Habt ihr ein Management, das einen Geschäftsplan erstellt, oder habt ihr selbst einen erstellt?
Nein, es gab nie einen Plan oder ein Management. M.A.D . ist unsere Booking-Agentur und wir vertrauen ihnen. Sie schicken uns zu einem Veranstaltungsort und wir gehen dorthin. Sie wissen, wo wir herkommen und wo wir hingehen werden. Natürlich ist es immer toll, eine ausverkaufte Show zu spielen oder wenn viele Leute kommen, aber nichts davon ist geplant.
Wie bleibst du in Form, um diese langen Touren in deinem Alter zu spielen?
Ich bleibe auf Tour in Form. Wenn ich zu Hause bin, will ich nicht viel machen. Oft gehe ich verletzt auf die Bühne und wenn ich eine Tour beendet habe, möchte ich mich einfach ausruhen und die Energie bekommen, um die nächste zu machen. Dann gehe ich raus und verletze mich wieder.

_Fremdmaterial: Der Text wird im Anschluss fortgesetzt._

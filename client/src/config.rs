use serde::{Deserialize, Serialize};
use std::path::{Path, PathBuf};
use url::Url;

pub const DEFAULT_API_BASE_URL: &str = "http://127.0.0.1:8000";

#[derive(Debug, thiserror::Error)]
pub enum ConfigError {
    #[error("IO error: {0}")]
    Io(#[from] std::io::Error),
    #[error("YAML error: {0}")]
    Yaml(#[from] serde_yaml::Error),
    #[error("Invalid API base URL: {0}")]
    Url(#[from] url::ParseError),
}

#[derive(Debug, Clone, Serialize, Deserialize)]
#[serde(default)]
pub struct ClientConfig {
    pub api_base_url: String,
    pub explain_timeout_secs: Option<u64>,
    pub report: ReportConfig,
}

#[derive(Debug, Clone, Serialize, Deserialize)]
#[serde(default)]
pub struct ReportConfig {
    pub output_dir: PathBuf,
    pub title: String,
    pub file_prefix: String,
    pub image_px: u32,
    pub jpeg_quality: u8,
}

impl Default for ClientConfig {
    fn default() -> Self {
        Self {
            api_base_url: DEFAULT_API_BASE_URL.to_string(),
            explain_timeout_secs: None,
            report: ReportConfig::default(),
        }
    }
}

impl Default for ReportConfig {
    fn default() -> Self {
        Self {
            output_dir: PathBuf::from("."),
            title: "Rose Hearts AI Analysis Report".to_string(),
            file_prefix: "RoseHearts_Report".to_string(),
            image_px: 512,
            jpeg_quality: 90,
        }
    }
}

impl ClientConfig {
    // File values first, then `API_BASE_URL` from the environment (or `.env`) on top.
    pub fn load(path: Option<&Path>) -> Result<Self, ConfigError> {
        dotenv::dotenv().ok();

        let path = path
            .map(Path::to_path_buf)
            .or_else(|| std::env::var("CLIENT_CONFIG").ok().map(PathBuf::from));

        let mut config = match path {
            Some(path) => {
                log::info!("Loading client configuration from {}", path.display());
                Self::from_yaml(&std::fs::read_to_string(path)?)?
            }
            None => Self::default(),
        };

        if let Ok(base_url) = std::env::var("API_BASE_URL") {
            config.api_base_url = base_url;
        }

        config.base_url()?;
        Ok(config)
    }

    pub fn from_yaml(source: &str) -> Result<Self, ConfigError> {
        Ok(serde_yaml::from_str(source)?)
    }

    // Always ends with a slash so endpoint joins append rather than replace.
    pub fn base_url(&self) -> Result<Url, ConfigError> {
        let mut raw = self.api_base_url.trim().to_string();
        if !raw.ends_with('/') {
            raw.push('/');
        }
        Ok(Url::parse(&raw)?)
    }
}
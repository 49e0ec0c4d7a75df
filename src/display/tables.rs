//! Table views for periods, forecasts, alerts and benchmarks

use tabled::{settings::Style, Table, Tabled};

use super::format::{format_percentage, format_points, severity_tag, truncate};
use crate::analysis::Benchmark;
use crate::models::{AnomalyAlert, ForecastPoint, PeriodMetrics};

/// Longest alert message shown before truncation
const MESSAGE_WIDTH: usize = 72;

#[derive(Tabled)]
struct PeriodRow {
    #[tabled(rename = "Month")]
    month: String,
    #[tabled(rename = "Income")]
    income: String,
    #[tabled(rename = "Expense")]
    expense: String,
    #[tabled(rename = "Balance")]
    balance: String,
}

#[derive(Tabled)]
struct ForecastRow {
    #[tabled(rename = "Month")]
    month: String,
    #[tabled(rename = "Income")]
    income: String,
    #[tabled(rename = "Expense")]
    expense: String,
    #[tabled(rename = "Balance")]
    balance: String,
    #[tabled(rename = "Source")]
    source: String,
}

#[derive(Tabled)]
struct AlertRow {
    #[tabled(rename = "Severity")]
    severity: String,
    #[tabled(rename = "Month")]
    month: String,
    #[tabled(rename = "Type")]
    kind: String,
    #[tabled(rename = "Message")]
    message: String,
}

#[derive(Tabled)]
struct BenchmarkRow {
    #[tabled(rename = "Category")]
    category: String,
    #[tabled(rename = "Actual")]
    actual: String,
    #[tabled(rename = "Typical")]
    typical: String,
    #[tabled(rename = "Difference")]
    difference: String,
}

/// Monthly income, expense and balance
pub fn format_period_table(periods: &[PeriodMetrics], symbol: &str) -> String {
    if periods.is_empty() {
        return "No transactions found.".to_string();
    }

    let rows = periods.iter().map(|p| PeriodRow {
        month: p.label(),
        income: p.income.format_with_symbol(symbol),
        expense: p.expense.format_with_symbol(symbol),
        balance: p.balance().format_with_symbol(symbol),
    });
    Table::new(rows).with(Style::rounded()).to_string()
}

/// History followed by projected months, marked in the Source column
pub fn format_forecast_table(points: &[ForecastPoint], symbol: &str) -> String {
    if points.is_empty() {
        return "No transactions found.".to_string();
    }

    let rows = points.iter().map(|p| ForecastRow {
        month: p.label(),
        income: p.income.format_with_symbol(symbol),
        expense: p.expense.format_with_symbol(symbol),
        balance: p.projected_balance().format_with_symbol(symbol),
        source: if p.predicted { "forecast" } else { "actual" }.to_string(),
    });
    Table::new(rows).with(Style::rounded()).to_string()
}

pub fn format_alert_table(alerts: &[AnomalyAlert]) -> String {
    if alerts.is_empty() {
        return "No anomalies detected.".to_string();
    }

    let rows = alerts.iter().map(|a| AlertRow {
        severity: severity_tag(a.severity),
        month: a.period.label(),
        kind: a.kind.to_string(),
        message: truncate(&a.message, MESSAGE_WIDTH),
    });
    Table::new(rows).with(Style::rounded()).to_string()
}

pub fn format_benchmark_table(benchmarks: &[Benchmark]) -> String {
    if benchmarks.is_empty() {
        return "No benchmarks available (no income recorded).".to_string();
    }

    let rows = benchmarks.iter().map(|b| BenchmarkRow {
        category: b.category.clone(),
        actual: format_percentage(b.actual_ratio * 100.0),
        typical: format_percentage(b.industry_average * 100.0),
        difference: format_points(b.difference),
    });
    Table::new(rows).with(Style::rounded()).to_string()
}

/// Numbered recommendation list
pub fn format_recommendations(recommendations: &[String]) -> String {
    recommendations
        .iter()
        .enumerate()
        .map(|(i, rec)| format!("{:>2}. {}\n", i + 1, rec))
        .collect()
}
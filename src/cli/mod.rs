//! CLI command handlers
//!
//! This module contains the implementation of CLI commands,
//! bridging the clap argument parsing with the analysis and report layers.

pub mod analyze;
pub mod report;

pub use analyze::{
    handle_anomalies_command, handle_benchmarks_command, handle_forecast_command,
    handle_summary_command, AnomaliesArgs, BenchmarksArgs, ForecastArgs, InputArgs, SummaryArgs,
};
pub use report::{handle_report_command, ReportArgs};
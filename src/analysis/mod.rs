//! Cash-flow analysis
//!
//! Pure functions that turn a transaction list into monthly totals, a
//! moving-average forecast, anomaly alerts and benchmark recommendations.
//! Nothing here performs I/O or holds state, so every function is safe to
//! call from any thread.

pub mod aggregate;
pub mod anomaly;
pub mod benchmark;
pub mod forecast;

pub use aggregate::aggregate_by_month;
pub use anomaly::{detect_anomalies, AnomalyDetector, AnomalyThresholds};
pub use benchmark::{compute_benchmarks, generate_recommendations, Benchmark};
pub use forecast::{generate_forecast, DEFAULT_HORIZON};
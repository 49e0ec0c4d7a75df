//! Transaction import
//!
//! Reads CSV or JSON exports into normalized [`Transaction`]s. Both formats
//! produce [`RawRecord`]s first; [`normalize_records`] then applies one set of
//! rules:
//!
//! - a missing or unreadable date skips the row (it cannot be placed in a month)
//! - a missing or non-numeric amount is coerced to zero and counted
//! - the type column decides income vs expense, falling back to the amount's sign
//! - a blank category becomes "Uncategorized"

pub mod csv;
pub mod json;

use std::path::Path;

use chrono::{DateTime, NaiveDate};

use crate::error::{FincastError, FincastResult};
use crate::models::{Money, Transaction, TransactionKind};

pub use self::csv::{detect_mapping_from_headers, parse_csv, ColumnMapping};
pub use self::json::parse_json;

/// Date formats tried after the preferred one
const FALLBACK_DATE_FORMATS: [&str; 9] = [
    "%Y-%m-%d", "%m/%d/%Y", "%m/%d/%y", "%d/%m/%Y", "%d/%m/%y", "%Y/%m/%d", "%m-%d-%Y",
    "%d-%m-%Y", "%d %b %Y",
];

/// Amount as found in the source, before parsing
#[derive(Debug, Clone, PartialEq)]
pub enum AmountField {
    /// One signed amount column
    Signed(String),
    /// Separate debit (outflow) and credit (inflow) columns
    Split { debit: String, credit: String },
    /// Already numeric (JSON)
    Number(f64),
    Missing,
}

/// One row of input before normalization
#[derive(Debug, Clone, PartialEq)]
pub struct RawRecord {
    /// 1-based data row number, for messages
    pub row: usize,
    pub date: Option<String>,
    pub amount: AmountField,
    pub kind: Option<String>,
    pub category: Option<String>,
    pub description: Option<String>,
}

/// A row that could not be imported
#[derive(Debug, Clone, PartialEq, Eq)]
pub struct SkippedRow {
    pub row: usize,
    pub reason: String,
}

/// Result of an import: the transactions plus what was tolerated along the way
#[derive(Debug, Clone, Default)]
pub struct ImportSummary {
    pub transactions: Vec<Transaction>,
    /// Rows whose amount could not be read and was treated as zero
    pub coerced_amounts: Vec<usize>,
    pub skipped: Vec<SkippedRow>,
}

impl ImportSummary {
    pub fn rows_read(&self) -> usize {
        self.transactions.len() + self.skipped.len()
    }
}

/// Parse a date using the preferred format, then the common fallbacks
pub fn parse_date(s: &str, preferred_format: &str) -> Option<NaiveDate> {
    let s = s.trim();
    if s.is_empty() {
        return None;
    }

    std::iter::once(preferred_format)
        .chain(FALLBACK_DATE_FORMATS)
        .find_map(|format| NaiveDate::parse_from_str(s, format).ok())
        .or_else(|| {
            DateTime::parse_from_rfc3339(s)
                .ok()
                .map(|dt| dt.date_naive())
        })
}

fn resolve_amount(field: &AmountField) -> Option<Money> {
    let parse_optional = |text: &str| -> Option<Money> {
        if text.trim().is_empty() {
            Some(Money::zero())
        } else {
            Money::parse(text).ok()
        }
    };

    match field {
        AmountField::Signed(text) => Money::parse(text).ok(),
        AmountField::Split { debit, credit } => {
            let debit = parse_optional(debit)?;
            let credit = parse_optional(credit)?;
            Some(credit.abs() - debit.abs())
        }
        AmountField::Number(value) => Money::checked_from_f64(*value),
        AmountField::Missing => None,
    }
}

/// Turn raw rows into transactions, recording coerced and skipped rows
pub fn normalize_records(
    records: impl IntoIterator<Item = RawRecord>,
    date_format: &str,
) -> ImportSummary {
    let mut summary = ImportSummary::default();

    for record in records {
        let Some(date) = record
            .date
            .as_deref()
            .and_then(|d| parse_date(d, date_format))
        else {
            let reason = match record.date.as_deref() {
                Some(d) if !d.trim().is_empty() => format!("could not parse date '{}'", d.trim()),
                _ => "missing date".to_string(),
            };
            tracing::warn!(row = record.row, %reason, "skipping row");
            summary.skipped.push(SkippedRow {
                row: record.row,
                reason,
            });
            continue;
        };

        let amount = match resolve_amount(&record.amount) {
            Some(amount) => amount,
            None => {
                tracing::warn!(
                    row = record.row,
                    amount = ?record.amount,
                    "unreadable amount, treating as zero"
                );
                summary.coerced_amounts.push(record.row);
                Money::zero()
            }
        };

        let kind = match record.kind.as_deref().map(str::trim) {
            Some(text) if !text.is_empty() => text.parse::<TransactionKind>().unwrap_or_else(|e| {
                tracing::warn!(row = record.row, error = %e, "inferring type from amount sign");
                TransactionKind::from_sign(amount)
            }),
            _ => TransactionKind::from_sign(amount),
        };

        let mut txn = Transaction::new(date, amount, kind);
        if let Some(category) = record.category {
            txn = txn.with_category(category);
        }
        if let Some(description) = record.description {
            txn = txn.with_description(description);
        }
        summary.transactions.push(txn);
    }

    tracing::debug!(
        imported = summary.transactions.len(),
        coerced = summary.coerced_amounts.len(),
        skipped = summary.skipped.len(),
        "normalized records"
    );
    summary
}

/// Load transactions from a file, choosing the parser by extension
///
/// `.json` files go through the JSON reader; anything else is read as CSV
/// with its columns detected from the header row.
pub fn load_transactions(path: &Path, date_format: &str) -> FincastResult<ImportSummary> {
    let source_name = path.display().to_string();
    let contents = std::fs::read_to_string(path)
        .map_err(|e| FincastError::import(&source_name, format!("cannot read file: {}", e)))?;

    let is_json = path
        .extension()
        .and_then(|ext| ext.to_str())
        .is_some_and(|ext| ext.eq_ignore_ascii_case("json"));

    let records = if is_json {
        parse_json(&contents).map_err(|e| FincastError::import(&source_name, e.to_string()))?
    } else {
        parse_csv(contents.as_bytes(), None)
            .map_err(|e| FincastError::import(&source_name, e.to_string()))?
    };

    let summary = normalize_records(records, date_format);
    tracing::info!(
        file = %source_name,
        transactions = summary.transactions.len(),
        skipped = summary.skipped.len(),
        "loaded transactions"
    );
    Ok(summary)
}
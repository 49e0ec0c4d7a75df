//! Configuration module for fincast
//!
//! - Platform-aware path resolution
//! - User settings persistence (horizon, thresholds, business profile)

pub mod paths;
pub mod settings;

pub use paths::FincastPaths;
pub use settings::Settings;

Also machst du keinen Sport?
Ich praktiziere seit vier Jahren Jiu Jitsu. Meine ganze Familie macht das jeden Tag, aber bei Jiu Jitsu rollt man mehr auf dem Boden herum und es ist nicht annähernd so körperlich wie Laufen. Aber es hat mir trotzdem geholfen, denn ich habe gelernt, auch unter Druck zu atmen.
Arbeitest du noch, wenn du zu Hause bist?
Normalerweise mache ich das, aber es gab auch Zeiten, in denen ich nicht dazu in der Lage war, weil ich so viel auf Tour war.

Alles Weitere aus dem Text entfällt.